However, later the Crime Branch appointed by First Vijayan ministry in the year 2018 found that there was no evidence against Oommen Chandy in the scam. As part of the procedures, the state home secretary T. K. Jose had forwarded a report to the central government. According to the report, no evidence could be collected against Chandy and the Crime Branch failed to confirm that the incident mentioned in the complaint actually happened. The case was handed over to the central agency after several teams of the Kerala Police, repeatedly failed to prove the allegations against Chandy.

Vizhinjam port corruption accusation 
The opposition led by CPI(M) had accused corruption in Vizhinjam International Seaport project ahead of 2016 Kerala Legislative Assembly election.

The First Vijayan ministry appointed a three-member judicial commission under Justice C. N. Ramachandran for investigation in May 2017.

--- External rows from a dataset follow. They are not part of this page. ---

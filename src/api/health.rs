//! Health check endpoint

use axum::{extract::State, routing::get, Json, Router};
use serde::Serialize;

use crate::AppState;

#[derive(Debug, Serialize)]
pub struct HealthResponse {
    status: String,
    module: String,
    version: String,
    uptime_seconds: u64,
    active_sessions: usize,
}

/// Build the health route
pub fn routes() -> Router<AppState> {
    Router::new().route("/health", get(health))
}

/// **GET /health** - Health check endpoint
async fn health(State(state): State<AppState>) -> Json<HealthResponse> {
    Json(HealthResponse {
        status: "healthy".to_string(),
        module: "medscribe".to_string(),
        version: env!("CARGO_PKG_VERSION").to_string(),
        uptime_seconds: state.startup_time.elapsed().as_secs(),
        active_sessions: state.sessions.session_count().await,
    })
}
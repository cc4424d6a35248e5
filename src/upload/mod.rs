//! Chunked upload ingestion
//!
//! Accepts numbered parts of a large audio file over independent HTTP
//! requests, tracks them in an in-memory session store, and reassembles them
//! into one byte-exact artifact on finalize. Session state is process-local
//! by design: a restart drops in-flight uploads and the client restarts them.

pub mod reaper;
pub mod reassembly;
pub mod session;
pub mod store;

pub use session::{ChunkRecord, SessionState, UploadSession};
pub use store::{ChunkAck, ChunkUpload, FinalizedUpload, UploadSessionStore};

use std::path::PathBuf;

/// Removes a partially written file when the owning operation is dropped
/// before completing (caller disconnect, write error). Disarm on success.
pub(crate) struct TempFileGuard {
    path: PathBuf,
    armed: bool,
}

impl TempFileGuard {
    pub(crate) fn new(path: PathBuf) -> Self {
        Self { path, armed: true }
    }

    /// The file reached its intended state; keep it.
    pub(crate) fn disarm(mut self) {
        self.armed = false;
    }
}

impl Drop for TempFileGuard {
    fn drop(&mut self) {
        if self.armed {
            if let Err(e) = std::fs::remove_file(&self.path) {
                if e.kind() != std::io::ErrorKind::NotFound {
                    tracing::debug!(path = %self.path.display(), error = %e, "Failed to remove partial temp file");
                }
            }
        }
    }
}
//! Chunk reassembly
//!
//! Concatenates a complete session's chunk files, in strictly ascending index
//! order, into one new artifact file. Any per-chunk read failure aborts the
//! whole merge; partial output is removed and never handed downstream.

use std::path::{Path, PathBuf};
use tokio::io::AsyncWriteExt;
use uuid::Uuid;

use crate::error::ApiError;
use crate::upload::session::UploadSession;
use crate::upload::TempFileGuard;

/// Merge every chunk of `session` into a fresh artifact under `tmp_dir`.
/// Returns the artifact path and its byte length. The caller owns the file.
///
/// Precondition: the session is complete, so `received` holds exactly the
/// indices 1..=total_chunks and its BTreeMap iteration order is the merge
/// order.
pub async fn merge_chunks(
    session: &UploadSession,
    tmp_dir: &Path,
) -> Result<(PathBuf, u64), ApiError> {
    tokio::fs::create_dir_all(tmp_dir).await?;
    let artifact_path = tmp_dir.join(format!("merge-{}.tmp", Uuid::new_v4()));
    let guard = TempFileGuard::new(artifact_path.clone());

    let mut artifact = tokio::fs::File::create(&artifact_path).await?;
    let mut total_bytes: u64 = 0;

    for chunk in session.received.values() {
        let mut reader = tokio::fs::File::open(&chunk.storage_path)
            .await
            .map_err(|e| reassembly_error(chunk.chunk_index, &e))?;

        let copied = tokio::io::copy(&mut reader, &mut artifact)
            .await
            .map_err(|e| reassembly_error(chunk.chunk_index, &e))?;
        total_bytes += copied;

        tracing::debug!(
            session_id = %session.session_id,
            chunk_index = chunk.chunk_index,
            bytes = copied,
            "Appended chunk to artifact"
        );
    }

    artifact.flush().await?;
    artifact.sync_all().await?;
    guard.disarm();

    tracing::info!(
        session_id = %session.session_id,
        chunks = session.received.len(),
        total_bytes,
        artifact = %artifact_path.display(),
        "Merged chunks into artifact"
    );

    Ok((artifact_path, total_bytes))
}

fn reassembly_error(chunk_index: u32, source: &std::io::Error) -> ApiError {
    ApiError::ReassemblyFailed {
        chunk_index,
        message: source.to_string(),
    }
}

The commission in 2018 concluded that there was no corruption with the State's dream project and that there was no misuse of political power in the port project. The commission report states that there was no evidence to prove there was corruption. C. N. Ramachandran said that "Nobody came forward with any specific corruption charges against any individual and nobody ventured to give any evidence. When there is no allegation of corruption against anyone, there is no need to investigate corruption against anyone. That is why the commission has not found corruption against anyone."

Pattoor Land Case 
Pattoor Land Case was accused by the LDF-led opposition ahead of 2016 Kerala Legislative Assembly election. In February 2018, the Kerala High Court pointed out that the Vigilance registered the First information report based on the wrong report prepared by Jacob Thomas. The court said that the claim that the property vests with Kerala Water Authority was not based on any document. As the High Court rejected the case, UDF government got a clean chit. The High Court found that Oommen Chandy or UDF government was not involved in any corruption.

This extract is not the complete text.